One of my grandmothers was a chef when she was young, so she would always make incredible food. The other was never much of a cook, but she always made these wonderful rum cakes for special occasions, such as Christmas, that would trump any desserts anyone else would ever make. That’s where I inherited this rum cake recipe.

For a long time, I never tried making rum cakes, I was so sure it must be incomprehensibility complicated. But, as so many wonderful things in life are, this rum cake recipe actually isn’t. The secret is in the unholy amounts of butter that goes into it, but there are days to eat salads and then there are days to be happy. Some of the rum evaporates, but a tiny bit of alcohol will still be left in the dessert, so they might not be suitable for children.


Rum Cake Recipe – Ingredients:


  • 9 oz unsalted butter
  • 5 eggs
  • 1 tsp vanilla extract
  • 9 oz chocolate
  • 7 oz castor sugar
  • 5 oz slenderizing flour
  • 4 oz chopped walnuts (or any other nuts, like hazelnuts or pecans)


for the glaze:

  • 9 oz confectioners sugar
  • 2 oz rum


Rum Cake Recipe – Instructions:

1. Separate the eggs and store the egg whites in the fridge until you’ll need them. Melt the chocolate over a double boiler and let cool a bit before the next step. Preheat the oven to 180°C and line a deep baking tray with baking paper.

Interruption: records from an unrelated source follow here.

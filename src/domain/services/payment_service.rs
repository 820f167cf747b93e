use crate::domain::models::outbox::{OutboxEvent, EVENT_BOOKING_CANCELLED, EVENT_BOOKING_CONFIRMED};
use crate::domain::models::payment::PaymentStatus;
use crate::domain::models::reservation::ReservationStatus;
use crate::domain::ports::{
    CancelOutcome, ConfirmApply, ConfirmOutcome, PaymentGateway, PaymentRepository,
};
use crate::error::AppError;
use chrono::Utc;
use std::sync::Arc;
use tracing::{info, warn};

/// Outcome of a verification attempt surfaced to the caller.
#[derive(Debug, PartialEq, Eq)]
pub enum VerifyOutcome {
    /// Payment confirmed; reservation and payment committed together.
    Done { receipt_url: Option<String> },
    /// The gateway is having a moment; rows stay PENDING, re-drive later.
    Pending { should_retry: bool },
}

/// Reconciles the external gateway's view of a payment with local state.
/// The gateway round trip happens before the local commit; no row lock is
/// held across the network call.
pub struct PaymentService {
    payments: Arc<dyn PaymentRepository>,
    gateway: Arc<dyn PaymentGateway>,
}

impl PaymentService {
    pub fn new(payments: Arc<dyn PaymentRepository>, gateway: Arc<dyn PaymentGateway>) -> Self {
        Self { payments, gateway }
    }

    pub async fn verify(
        &self,
        order_id: &str,
        claimed_price: i64,
        payment_key: &str,
    ) -> Result<VerifyOutcome, AppError> {
        let ctx = self
            .payments
            .find_context_by_order_id(order_id)
            .await?
            .ok_or(AppError::NotFound("Payment not found".into()))?;

        // Defense against a tampered client-side amount.
        if ctx.price != claimed_price {
            return Err(AppError::AmountMismatch);
        }

        // A repeat of an already-reconciled order is a success, not a
        // second charge. Hand back the stored receipt.
        if ctx.payment_status() == Some(PaymentStatus::Completed) {
            info!(%order_id, "payment already completed locally, skipping gateway");
            return Ok(VerifyOutcome::Done {
                receipt_url: ctx.receipt_url,
            });
        }

        let outcome = self.gateway.confirm(order_id, claimed_price, payment_key).await?;

        let (total_amount, receipt_url) = match outcome {
            ConfirmOutcome::Approved {
                status,
                total_amount,
                receipt_url,
            } => {
                if status != "DONE" {
                    warn!(%order_id, %status, "gateway returned a non-final status");
                    return Err(AppError::PaymentNotCompleted);
                }
                (total_amount, receipt_url)
            }
            ConfirmOutcome::AlreadyProcessed {
                total_amount,
                receipt_url,
            } => {
                info!(%order_id, "gateway reports payment already processed, reconciling");
                (total_amount, receipt_url)
            }
            ConfirmOutcome::Transient { message } => {
                warn!(%order_id, %message, "gateway transient failure, caller should retry");
                return Ok(VerifyOutcome::Pending { should_retry: true });
            }
            ConfirmOutcome::Rejected { code, message } => {
                warn!(%order_id, %code, %message, "gateway rejected confirmation");
                return Err(AppError::PaymentConfirmFailed(message));
            }
        };

        // The gateway's reported total must match too, even on success.
        if total_amount != claimed_price {
            warn!(%order_id, total_amount, claimed_price, "gateway-reported amount mismatch");
            return Err(AppError::AmountMismatch);
        }

        let event = OutboxEvent::new(
            EVENT_BOOKING_CONFIRMED,
            ctx.mentor_user_id.clone(),
            ctx.reservation_id.clone(),
            ctx.program_id.clone(),
            format!("A mentoring session for \"{}\" has been paid for.", ctx.title),
        );

        match self
            .payments
            .mark_completed(
                order_id,
                payment_key,
                receipt_url.as_deref(),
                Utc::now(),
                &event,
            )
            .await?
        {
            ConfirmApply::Applied => {
                info!(%order_id, reservation_id = %ctx.reservation_id, "payment confirmed");
            }
            ConfirmApply::AlreadyCompleted => {
                info!(%order_id, "lost the confirmation race, already completed");
            }
        }

        Ok(VerifyOutcome::Done { receipt_url })
    }

    /// The compensating flow: refund the charge and cancel the booking in
    /// one commit. A session that already ran cannot be refunded.
    pub async fn cancel_and_refund(
        &self,
        user_id: &str,
        payment_key: &str,
    ) -> Result<(), AppError> {
        let ctx = self
            .payments
            .find_context_by_key_for_user(payment_key, user_id)
            .await?
            .ok_or(AppError::NotFound(
                "Payment not found or not owned by this user".into(),
            ))?;

        if ctx.reservation_status() == Some(ReservationStatus::Completed) {
            return Err(AppError::AlreadyCompleted);
        }

        match self
            .gateway
            .cancel(payment_key, "Requested by the customer")
            .await?
        {
            CancelOutcome::Cancelled => {}
            CancelOutcome::Rejected { code, message } => {
                warn!(%payment_key, %code, %message, "gateway refused cancellation");
                return Err(AppError::RefundFailed);
            }
        }

        let event = OutboxEvent::new(
            EVENT_BOOKING_CANCELLED,
            ctx.mentor_user_id.clone(),
            ctx.reservation_id.clone(),
            ctx.program_id.clone(),
            format!("The \"{}\" mentoring session was cancelled and refunded.", ctx.title),
        );

        self.payments
            .mark_refunded(&ctx.id, &ctx.reservation_id, None, &event)
            .await?;

        info!(payment_id = %ctx.id, reservation_id = %ctx.reservation_id, "payment refunded");
        Ok(())
    }
}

2. Cream the butter and sugar together until light and fluffy. Add the vanilla extract, then the egg yolks slowly, one by one. Add the slightly cooled melted chocolate. Combine the flour and the walnuts in a separate bowl.

eggs and yolks


3. In another clean bowl (be careful there’s not fat in it, otherwise the egg whites won’t whisk as stiffly) whisk the egg whites until stiff peaks form.


4. Add half of the flour/walnut mix to the chocolate mix, fold in, then fold in a third of the egg whites. Add the other half of the flour and walnuts then another third of the egg whites. Lastly very carefully add and fold in the last third of the egg whites.



5. Pour (it’s going to be quite stiff, so pouring might not be the right word) in the prepared baking tray, even out the top with a spatula and bake for 20-25 minutes, or until a toothpick inserted in the center comes out clean.



6. In the meantime make the glaze – sift the sugar so there’s absolutely no lumps, then add the rum and whisk. You’ll need a thick but liquid mixture. If it’s not liquid enough, add a water by tablespoons until it’s pourable. Pour over the still hot slices once you’ve taken them out of the oven.



7. Let the cake cool completely and slice it into small squares, or use a cookie cutter to make interesting shapes. This dessert is at its best if left to sit over night.